Stored items:
####################

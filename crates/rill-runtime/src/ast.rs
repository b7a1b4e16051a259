//! Abstract Syntax Tree (AST) definitions
//!
//! The node types a parser collaborator hands to the interpreter. The
//! interpreter executes a subset of these kinds; the rest exist so richer
//! trees can be handed over and rejected with a precise runtime error
//! instead of being unrepresentable.

use crate::span::Span;
use serde::{Deserialize, Serialize};

/// AST schema version
///
/// Included in JSON dumps so a producer and the interpreter can detect
/// drift. Increment on breaking changes to the node structure.
pub const AST_VERSION: u32 = 1;

/// Top-level program: a sequence of statements
#[derive(Debug, Clone, PartialEq, Serialize, Deserialize)]
pub struct Program {
    pub statements: Vec<Stmt>,
}

/// Versioned AST wrapper for JSON interchange
///
/// Parsers running out of process serialize through this wrapper; the CLI
/// deserializes it before execution.
#[derive(Debug, Clone, PartialEq, Serialize, Deserialize)]
pub struct VersionedProgram {
    /// AST schema version
    pub ast_version: u32,
    /// The actual program AST
    #[serde(flatten)]
    pub program: Program,
}

impl VersionedProgram {
    /// Wrap a program with the current schema version
    pub fn new(program: Program) -> Self {
        Self {
            ast_version: AST_VERSION,
            program,
        }
    }

    /// Serialize to JSON string
    pub fn to_json(&self) -> Result<String, serde_json::Error> {
        serde_json::to_string_pretty(self)
    }

    /// Deserialize from JSON string
    pub fn from_json(json: &str) -> Result<Self, serde_json::Error> {
        serde_json::from_str(json)
    }
}

impl From<Program> for VersionedProgram {
    fn from(program: Program) -> Self {
        Self::new(program)
    }
}

/// An identifier with its source position
#[derive(Debug, Clone, PartialEq, Serialize, Deserialize)]
pub struct Identifier {
    pub name: String,
    pub span: Span,
}

/// Statement
#[derive(Debug, Clone, PartialEq, Serialize, Deserialize)]
pub enum Stmt {
    Assign(AssignStmt),
    Expr(ExprStmt),
    FunctionDef(FunctionDefStmt),
    For(ForStmt),
    If(IfStmt),
    While(WhileStmt),
    Return(ReturnStmt),
}

impl Stmt {
    /// Source position of this statement
    pub fn span(&self) -> Span {
        match self {
            Stmt::Assign(s) => s.span,
            Stmt::Expr(s) => s.span,
            Stmt::FunctionDef(s) => s.span,
            Stmt::For(s) => s.span,
            Stmt::If(s) => s.span,
            Stmt::While(s) => s.span,
            Stmt::Return(s) => s.span,
        }
    }

    /// Node kind name, used in "unsupported syntax" errors
    pub fn kind_name(&self) -> &'static str {
        match self {
            Stmt::Assign(_) => "assignment",
            Stmt::Expr(_) => "expression statement",
            Stmt::FunctionDef(_) => "function definition",
            Stmt::For(_) => "for loop",
            Stmt::If(_) => "if statement",
            Stmt::While(_) => "while loop",
            Stmt::Return(_) => "return statement",
        }
    }
}

/// Assignment statement
///
/// The target is an arbitrary expression so malformed trees are
/// representable; only a plain name is executable.
#[derive(Debug, Clone, PartialEq, Serialize, Deserialize)]
pub struct AssignStmt {
    pub target: Expr,
    pub value: Expr,
    pub span: Span,
}

/// Bare expression statement (evaluated for effect, result discarded)
#[derive(Debug, Clone, PartialEq, Serialize, Deserialize)]
pub struct ExprStmt {
    pub expr: Expr,
    pub span: Span,
}

/// Function definition
///
/// The body is kept as raw statement nodes; it is executed, not re-parsed,
/// when the function is invoked.
#[derive(Debug, Clone, PartialEq, Serialize, Deserialize)]
pub struct FunctionDefStmt {
    pub name: Identifier,
    pub body: Vec<Stmt>,
    pub span: Span,
}

/// Iteration over a sequence: `for target in iterable: body`
#[derive(Debug, Clone, PartialEq, Serialize, Deserialize)]
pub struct ForStmt {
    pub target: Identifier,
    pub iterable: Expr,
    pub body: Vec<Stmt>,
    pub span: Span,
}

/// Conditional (recognized, not executable)
#[derive(Debug, Clone, PartialEq, Serialize, Deserialize)]
pub struct IfStmt {
    pub cond: Expr,
    pub then_body: Vec<Stmt>,
    pub else_body: Vec<Stmt>,
    pub span: Span,
}

/// While loop (recognized, not executable)
#[derive(Debug, Clone, PartialEq, Serialize, Deserialize)]
pub struct WhileStmt {
    pub cond: Expr,
    pub body: Vec<Stmt>,
    pub span: Span,
}

/// Return statement (recognized, not executable)
#[derive(Debug, Clone, PartialEq, Serialize, Deserialize)]
pub struct ReturnStmt {
    pub value: Option<Expr>,
    pub span: Span,
}

/// Expression
#[derive(Debug, Clone, PartialEq, Serialize, Deserialize)]
pub enum Expr {
    Literal(Literal, Span),
    Name(Identifier),
    Binary(BinaryExpr),
    Unary(UnaryExpr),
    Call(CallExpr),
    List(ListExpr),
    Index(IndexExpr),
    Attribute(AttributeExpr),
}

impl Expr {
    /// Source position of this expression
    pub fn span(&self) -> Span {
        match self {
            Expr::Literal(_, span) => *span,
            Expr::Name(id) => id.span,
            Expr::Binary(e) => e.span,
            Expr::Unary(e) => e.span,
            Expr::Call(e) => e.span,
            Expr::List(e) => e.span,
            Expr::Index(e) => e.span,
            Expr::Attribute(e) => e.span,
        }
    }

    /// Node kind name, used in "unsupported syntax" errors
    pub fn kind_name(&self) -> &'static str {
        match self {
            Expr::Literal(..) => "literal",
            Expr::Name(_) => "name",
            Expr::Binary(_) => "binary operation",
            Expr::Unary(_) => "unary operation",
            Expr::Call(_) => "call",
            Expr::List(_) => "list literal",
            Expr::Index(_) => "index expression",
            Expr::Attribute(_) => "attribute access",
        }
    }
}

/// Literal constant
#[derive(Debug, Clone, PartialEq, Serialize, Deserialize)]
pub enum Literal {
    Int(i64),
    Str(String),
    None,
}

/// Binary operators
///
/// Only `Add`/`Sub`/`Mul`/`Div` dispatch to member methods; the rest are
/// recognized and rejected at evaluation time.
#[derive(Debug, Clone, Copy, PartialEq, Eq, Serialize, Deserialize)]
pub enum BinaryOp {
    Add,
    Sub,
    Mul,
    Div,
    Mod,
    Eq,
    NotEq,
    Lt,
    Gt,
}

impl BinaryOp {
    /// Surface syntax for error messages
    pub fn symbol(&self) -> &'static str {
        match self {
            BinaryOp::Add => "+",
            BinaryOp::Sub => "-",
            BinaryOp::Mul => "*",
            BinaryOp::Div => "/",
            BinaryOp::Mod => "%",
            BinaryOp::Eq => "==",
            BinaryOp::NotEq => "!=",
            BinaryOp::Lt => "<",
            BinaryOp::Gt => ">",
        }
    }
}

/// Unary operators
#[derive(Debug, Clone, Copy, PartialEq, Eq, Serialize, Deserialize)]
pub enum UnaryOp {
    Neg,
    Not,
}

impl UnaryOp {
    /// Surface syntax for error messages
    pub fn symbol(&self) -> &'static str {
        match self {
            UnaryOp::Neg => "-",
            UnaryOp::Not => "not",
        }
    }
}

/// Binary expression
#[derive(Debug, Clone, PartialEq, Serialize, Deserialize)]
pub struct BinaryExpr {
    pub op: BinaryOp,
    pub left: Box<Expr>,
    pub right: Box<Expr>,
    pub span: Span,
}

/// Unary expression
#[derive(Debug, Clone, PartialEq, Serialize, Deserialize)]
pub struct UnaryExpr {
    pub op: UnaryOp,
    pub operand: Box<Expr>,
    pub span: Span,
}

/// Call expression
#[derive(Debug, Clone, PartialEq, Serialize, Deserialize)]
pub struct CallExpr {
    pub callee: Box<Expr>,
    pub args: Vec<Expr>,
    pub span: Span,
}

/// List literal expression
#[derive(Debug, Clone, PartialEq, Serialize, Deserialize)]
pub struct ListExpr {
    pub elements: Vec<Expr>,
    pub span: Span,
}

/// Index expression (recognized, not executable)
#[derive(Debug, Clone, PartialEq, Serialize, Deserialize)]
pub struct IndexExpr {
    pub target: Box<Expr>,
    pub index: Box<Expr>,
    pub span: Span,
}

/// Attribute access (recognized, not executable)
#[derive(Debug, Clone, PartialEq, Serialize, Deserialize)]
pub struct AttributeExpr {
    pub target: Box<Expr>,
    pub attr: Identifier,
    pub span: Span,
}
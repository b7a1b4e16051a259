//! Source positions
//!
//! The evaluator never sees source text; positions arrive on the AST from
//! the parser collaborator and are carried through to runtime errors.

use serde::{Deserialize, Serialize};
use std::fmt;

/// A source position: 1-based line, 0-based column.
#[derive(Debug, Clone, Copy, PartialEq, Eq, Serialize, Deserialize)]
pub struct Span {
    pub line: u32,
    pub column: u32,
}

impl Span {
    /// Create a new span
    pub fn new(line: u32, column: u32) -> Self {
        Self { line, column }
    }

    /// Placeholder span for nodes and values constructed by the host
    /// rather than a parser.
    pub fn dummy() -> Self {
        Self { line: 0, column: 0 }
    }
}

impl fmt::Display for Span {
    fn fmt(&self, f: &mut fmt::Formatter<'_>) -> fmt::Result {
        write!(f, "{}:{}", self.line, self.column)
    }
}
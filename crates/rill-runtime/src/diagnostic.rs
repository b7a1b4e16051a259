//! Traceback rendering
//!
//! When a run aborts, the interpreter renders one traceback: a header, the
//! module frame, one line per active call frame (outermost first), then the
//! error's position and message. Output is color-aware and respects the
//! NO_COLOR environment variable.

use crate::interpreter::StackFrame;
use crate::value::RuntimeError;
use std::io::Write;
use termcolor::{Color, ColorChoice, ColorSpec, StandardStream, WriteColor};

/// Color mode for traceback output
#[derive(Debug, Clone, Copy, PartialEq, Eq)]
pub enum ColorMode {
    /// Always use colors
    Always,
    /// Never use colors
    Never,
    /// Auto-detect terminal capabilities
    Auto,
}

impl ColorMode {
    /// Resolve to a termcolor ColorChoice
    pub fn to_color_choice(self) -> ColorChoice {
        // Always respect NO_COLOR (https://no-color.org)
        if std::env::var("NO_COLOR").is_ok() {
            return ColorChoice::Never;
        }
        match self {
            ColorMode::Always => ColorChoice::Always,
            ColorMode::Never => ColorChoice::Never,
            ColorMode::Auto => ColorChoice::Auto,
        }
    }
}

/// Traceback renderer with color support
pub struct TracebackRenderer {
    color_mode: ColorMode,
}

impl TracebackRenderer {
    /// Create a renderer with the given color mode
    pub fn new(color_mode: ColorMode) -> Self {
        Self { color_mode }
    }

    /// Create a renderer that auto-detects color support
    pub fn auto() -> Self {
        Self::new(ColorMode::Auto)
    }

    /// Create a plain (no color) renderer
    pub fn plain() -> Self {
        Self::new(ColorMode::Never)
    }

    /// Render the traceback to a plain string.
    ///
    /// `stack` must be the call stack as it stood at failure time,
    /// outermost frame first.
    pub fn render_to_string(&self, stack: &[StackFrame], err: &RuntimeError) -> String {
        let mut output = String::new();
        output.push_str("Traceback (most recent call last):\n");
        output.push_str("  in <module>:\n");
        for frame in stack {
            output.push_str(&format!("  in function {}:\n", frame.function_name()));
        }
        output.push_str(&format!("at {} - {}\n", err.span(), err));
        output
    }

    /// Render the traceback with colors to stderr.
    pub fn emit(&self, stack: &[StackFrame], err: &RuntimeError) {
        let mut stream = StandardStream::stderr(self.color_mode.to_color_choice());
        let _ = self.write_traceback(&mut stream, stack, err);
    }

    /// Render the traceback to a WriteColor sink.
    pub fn write_traceback(
        &self,
        w: &mut impl WriteColor,
        stack: &[StackFrame],
        err: &RuntimeError,
    ) -> std::io::Result<()> {
        writeln!(w, "Traceback (most recent call last):")?;
        writeln!(w, "  in <module>:")?;
        for frame in stack {
            writeln!(w, "  in function {}:", frame.function_name())?;
        }

        w.set_color(ColorSpec::new().set_fg(Some(Color::Red)).set_bold(true))?;
        write!(w, "at {} - {}", err.span(), err)?;
        w.reset()?;
        writeln!(w)
    }
}
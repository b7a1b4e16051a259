//! Runtime value representation
//!
//! Every runtime datum is a `Value`. Behavior is exposed through a per-value
//! **member table** mapping names to callables, so the evaluator never
//! special-cases a variant's operators: it only performs name lookup and
//! invocation, with the receiver always prepended as the first argument.
//!
//! - Integers, strings, none: immutable payloads, cheap to clone
//! - Lists: reference semantics (`Shared<Vec<Value>>`) — mutation through
//!   any alias is visible to all aliases; `copy` and `__add__` allocate
//!   fresh storage
//! - Functions: user-defined bodies (owned AST) or native host closures

use crate::ast::Stmt;
use crate::span::Span;
use std::collections::HashMap;
use std::fmt;
use std::sync::{Arc, Mutex};
use thiserror::Error;

/// Explicit reference semantics wrapper.
///
/// All clones point to the same underlying value; mutation through any
/// clone is visible to all other clones. This backs list storage: binding
/// a list to a second name aliases it, while `copy` opts out by allocating
/// a fresh `Shared`.
#[derive(Clone, Debug)]
pub struct Shared<T>(Arc<Mutex<T>>);

impl<T> Shared<T> {
    pub fn new(value: T) -> Self {
        Shared(Arc::new(Mutex::new(value)))
    }

    /// Acquire the lock and apply a read function.
    pub fn with<R>(&self, f: impl FnOnce(&T) -> R) -> R {
        let guard = self.0.lock().expect("Shared<T> lock poisoned");
        f(&guard)
    }

    /// Acquire the lock and apply a mutation function.
    pub fn with_mut<R>(&self, f: impl FnOnce(&mut T) -> R) -> R {
        let mut guard = self.0.lock().expect("Shared<T> lock poisoned");
        f(&mut guard)
    }

    /// Whether two handles alias the same allocation.
    pub fn ptr_eq(a: &Self, b: &Self) -> bool {
        Arc::ptr_eq(&a.0, &b.0)
    }
}

/// Native function type - Rust closure callable from script code.
///
/// Natives receive the full argument array (for member calls, the receiver
/// is argument 0) and always produce a value; "returns nothing" is an
/// explicit `Value::none()`. Failures are position-free internal errors
/// that the interpreter attributes to the current node.
pub type NativeFn = Arc<dyn Fn(&[Value]) -> Result<Value, InternalError> + Send + Sync>;

/// A named native function.
#[derive(Clone)]
pub struct NativeFunction {
    name: Arc<str>,
    func: NativeFn,
}

impl NativeFunction {
    pub fn new(
        name: impl Into<Arc<str>>,
        func: impl Fn(&[Value]) -> Result<Value, InternalError> + Send + Sync + 'static,
    ) -> Self {
        Self {
            name: name.into(),
            func: Arc::new(func),
        }
    }

    /// Construct from an already-shared implementation.
    pub fn from_fn(name: impl Into<Arc<str>>, func: NativeFn) -> Self {
        Self {
            name: name.into(),
            func,
        }
    }

    pub fn name(&self) -> &str {
        &self.name
    }

    /// Invoke the underlying host closure directly, with no frame push.
    pub fn invoke(&self, args: &[Value]) -> Result<Value, InternalError> {
        (self.func)(args)
    }

    /// The underlying host closure.
    pub fn host_fn(&self) -> &NativeFn {
        &self.func
    }
}
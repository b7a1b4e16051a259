//! Type conversion between Rust and runtime values
//!
//! Provides traits and implementations for the conversion boundary:
//! - `ToValue` - Convert host types (integers, text, unit, ordered lists,
//!   recursively) to a runtime `Value`
//! - `FromValue` - Unwrap a primitive `Value` back to its host payload, or
//!   a `NativeFunction` to its underlying host callable
//!
//! The forward direction is total by construction: only convertible host
//! types implement `ToValue`. The reverse direction is checked at runtime
//! and fails with a `ConversionError` outside the primitive/native domain.
//!
//! # Examples
//!
//! ```
//! use rill_runtime::api::{ToValue, FromValue};
//! use rill_runtime::Value;
//!
//! // Rust to runtime
//! let value: Value = 42i64.to_value();
//! let nested: Value = vec![vec![1i64], vec![2, 3]].to_value();
//!
//! // Runtime to Rust
//! let n: i64 = FromValue::from_value(&value).unwrap();
//! assert_eq!(n, 42);
//! ```

use crate::value::{InternalError, NativeFn, Value};
use std::fmt;

/// Error type for value conversion failures
#[derive(Debug, Clone, PartialEq)]
pub enum ConversionError {
    /// Value outside the convertible domain
    TypeMismatch { expected: String, found: String },
}

impl fmt::Display for ConversionError {
    fn fmt(&self, f: &mut fmt::Formatter<'_>) -> fmt::Result {
        match self {
            ConversionError::TypeMismatch { expected, found } => {
                write!(f, "Type mismatch: expected {}, found {}", expected, found)
            }
        }
    }
}

impl std::error::Error for ConversionError {}

impl From<ConversionError> for InternalError {
    fn from(err: ConversionError) -> Self {
        match err {
            ConversionError::TypeMismatch { expected, found } => {
                InternalError::UnsupportedType { expected, found }
            }
        }
    }
}

/// Trait for unwrapping a runtime `Value` to a host type
pub trait FromValue: Sized {
    /// Convert from a runtime `Value` to a host type
    ///
    /// # Errors
    ///
    /// Returns `ConversionError` if the value cannot be converted to the
    /// target type.
    fn from_value(value: &Value) -> Result<Self, ConversionError>;
}

/// Trait for converting host types to a runtime `Value`
pub trait ToValue {
    /// Convert from a host type to a runtime `Value`
    fn to_value(self) -> Value;
}

fn mismatch(expected: &str, value: &Value) -> ConversionError {
    ConversionError::TypeMismatch {
        expected: expected.to_string(),
        found: value.type_name().to_string(),
    }
}

// Implementations for i64 (integer)

impl ToValue for i64 {
    fn to_value(self) -> Value {
        Value::integer(self)
    }
}

impl FromValue for i64 {
    fn from_value(value: &Value) -> Result<Self, ConversionError> {
        match value {
            Value::Integer(int) => Ok(int.value),
            _ => Err(mismatch("integer", value)),
        }
    }
}

// Implementations for String / &str (text)

impl ToValue for String {
    fn to_value(self) -> Value {
        Value::string(self)
    }
}

impl ToValue for &str {
    fn to_value(self) -> Value {
        Value::string(self)
    }
}

impl FromValue for String {
    fn from_value(value: &Value) -> Result<Self, ConversionError> {
        match value {
            Value::Str(s) => Ok(s.as_str().to_string()),
            _ => Err(mismatch("string", value)),
        }
    }
}

// Implementations for () (none)

impl ToValue for () {
    fn to_value(self) -> Value {
        Value::none()
    }
}

impl FromValue for () {
    fn from_value(value: &Value) -> Result<Self, ConversionError> {
        match value {
            Value::None(_) => Ok(()),
            _ => Err(mismatch("none", value)),
        }
    }
}

// Ordered lists convert element-wise, recursively. There is deliberately
// no FromValue counterpart: the reverse boundary unwraps primitives and
// native functions only.

impl<T: ToValue> ToValue for Vec<T> {
    fn to_value(self) -> Value {
        Value::list(self.into_iter().map(ToValue::to_value).collect())
    }
}

// A NativeFunction unwraps to its underlying host callable.

impl FromValue for NativeFn {
    fn from_value(value: &Value) -> Result<Self, ConversionError> {
        match value {
            Value::NativeFunction(native) => Ok(native.host_fn().clone()),
            _ => Err(mismatch("native function", value)),
        }
    }
}
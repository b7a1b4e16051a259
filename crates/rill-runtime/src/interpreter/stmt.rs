//! Statement execution

use crate::ast::{AssignStmt, Expr, ForStmt, Stmt};
use crate::interpreter::Interpreter;
use crate::value::{RuntimeError, Value};

impl Interpreter {
    /// Execute a statement for its side effects
    pub(super) fn exec_stmt(&mut self, stmt: &Stmt) -> Result<(), RuntimeError> {
        self.current_span = stmt.span();
        match stmt {
            Stmt::Assign(assign) => self.exec_assign(assign),
            Stmt::Expr(expr_stmt) => {
                // Evaluated for effect, result discarded
                self.eval_expr(&expr_stmt.expr)?;
                Ok(())
            }
            Stmt::FunctionDef(def) => {
                // The raw statement sequence becomes the function body; it
                // is executed as-is on invocation, never re-parsed. Binding
                // goes through the current scope, so a function defined
                // inside another function is frame-local.
                let function = Value::function(def.name.name.clone(), def.body.clone());
                self.set_in_current_scope(def.name.name.clone(), function);
                Ok(())
            }
            Stmt::For(for_stmt) => self.exec_for(for_stmt),
            other => Err(RuntimeError::UnsupportedSyntax {
                kind: other.kind_name().to_string(),
                span: other.span(),
            }),
        }
    }

    /// Execute an assignment. Only a plain name target is supported.
    fn exec_assign(&mut self, assign: &AssignStmt) -> Result<(), RuntimeError> {
        let target_name = match &assign.target {
            Expr::Name(id) => id.name.clone(),
            other => {
                return Err(RuntimeError::InvalidAssignmentTarget { span: other.span() });
            }
        };
        let value = self.eval_expr(&assign.value)?;
        self.set_in_current_scope(target_name, value);
        Ok(())
    }

    /// Execute a `for` loop over a list.
    ///
    /// The loop variable binds in the current scope — no implicit new
    /// scope — and stays bound to its last value after the loop ends.
    fn exec_for(&mut self, for_stmt: &ForStmt) -> Result<(), RuntimeError> {
        let iterable = self.eval_expr(&for_stmt.iterable)?;
        let elements = match &iterable {
            Value::List(list) => list.snapshot(),
            other => {
                return Err(RuntimeError::NotIterable {
                    type_name: other.type_name().to_string(),
                    span: for_stmt.iterable.span(),
                });
            }
        };

        for element in elements {
            self.set_in_current_scope(for_stmt.target.name.clone(), element);
            for stmt in &for_stmt.body {
                self.exec_stmt(stmt)?;
            }
        }
        Ok(())
    }
}
//! Error types for loading and discovering YAML files.
//!
//! None of these stop a check run: a file that fails to load is skipped,
//! and the host decides whether to surface the failure.

use std::path::PathBuf;

use thiserror::Error;

/// Why a file could not be turned into a document tree.
#[derive(Debug, Error)]
#[non_exhaustive]
pub enum LoadError {
    /// The file could not be opened or read.
    #[error("failed to read {}: {source}", path.display())]
    Io {
        path: PathBuf,
        #[source]
        source: std::io::Error,
    },

    /// The file is larger than the configured limit.
    #[error("file exceeds maximum size of {max_file_size} bytes")]
    FileTooLarge { max_file_size: u64 },

    /// The file content is neither UTF-8 nor UTF-16 with a byte order mark.
    #[error("file is not valid UTF-8 or UTF-16")]
    InvalidEncoding,

    /// The content is not valid YAML.
    #[error("YAML parse error at line {line}, column {column}: {message}")]
    Parse {
        line: usize,
        column: usize,
        message: String,
    },

    /// Collections nest deeper than the loader accepts.
    #[error("document nesting exceeds {max_depth} levels at line {line}, column {column}")]
    TooDeep {
        max_depth: usize,
        line: usize,
        column: usize,
    },
}

/// Failure to build the list of candidate files.
#[derive(Debug, Error)]
#[non_exhaustive]
pub enum DiscoverError {
    /// A root path given to discovery does not exist.
    #[error("path does not exist: {}", .0.display())]
    MissingPath(PathBuf),

    /// An exclude glob could not be parsed.
    #[error("invalid exclude glob pattern '{pattern}': {source}")]
    InvalidExcludePattern {
        pattern: String,
        #[source]
        source: glob::PatternError,
    },
}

####################

BRIEF - The lines you need are those containing "executed"; find them in the records and copy them.

ANSWER -
/// The body is kept as raw statement nodes; it is executed, not re-parsed,
                // is executed as-is on invocation, never re-parsed. Binding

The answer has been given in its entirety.